Многие больницы освобождались под угрозой расправы. Пациентов заставляли следовать за остальными — кто как мог. Тех же, кто отказывался или был не в состоянии идти, расстреливали.
Больницы Пномпеня были перегружены. Это было гротескное зрелище: в душных, кишащих мухами палатах больных ютилось в десять раз больше, чем они могли вместить. Многие лежали с тяжелыми ранениями. Не хватало всего, многие врачи покинули страну.
Сообщалось, что, в отличие от городских, деревенские больницы чуть ли не пустуют. Вот куда следовало перевести городских пациентов.
Один шведский врач незадолго до эвакуации посетил больницу Красного Креста в Пномпене. В разговоре со мной он подтвердил, что ситуация в городе была невыносимая. Но, по его мнению, это миф, что где-то еще могло быть лучше.

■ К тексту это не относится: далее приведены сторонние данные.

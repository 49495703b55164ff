//! Scripted onboarding wizard over a simulated camera.
//!
//! The binary in `main.rs` is a thin CLI over this library: it loads a
//! [`SimulatorConfig`], builds a [`LivenessOrchestrator`] around a
//! [`SimulatedCamera`], and runs the [`wizard`] either on virtual time or in
//! real time with tokio.
//!
//! [`LivenessOrchestrator`]: soulcheck_verification::LivenessOrchestrator

pub mod config;
pub mod device;
pub mod wizard;

pub use config::SimulatorConfig;
pub use device::{SimulatedCamera, TerminalPreview};
pub use wizard::{run_realtime, run_virtual, Pace, SessionReport, Wizard};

Вдоль дорог ничего не было — ни еды, ни воды, ни ночлега. А «родные деревни», куда людям приказали возвращаться, оказались не готовы принять такое количество беженцев. Сотни тысяч горожан поколениями жили в Пномпене, никакой «родной деревни», куда они могли бы вернуться, у них не было.
Городских называли «новыми людьми» или «людьми 17 апреля». Хотя многие из них совсем недавно переехали из деревни в город, их противопоставляли сельским жителям, неиспорченным, истинным кхмерам. К городскому населению вообще поначалу относились хуже, и пайки у них были меньше.
На полную зачистку столицы ушло несколько недель. Одними из последних Пномпень покинули иностранцы, интернированные во французском посольстве. Их посадили в грузовики и двумя колоннами отправили к таиландской границе.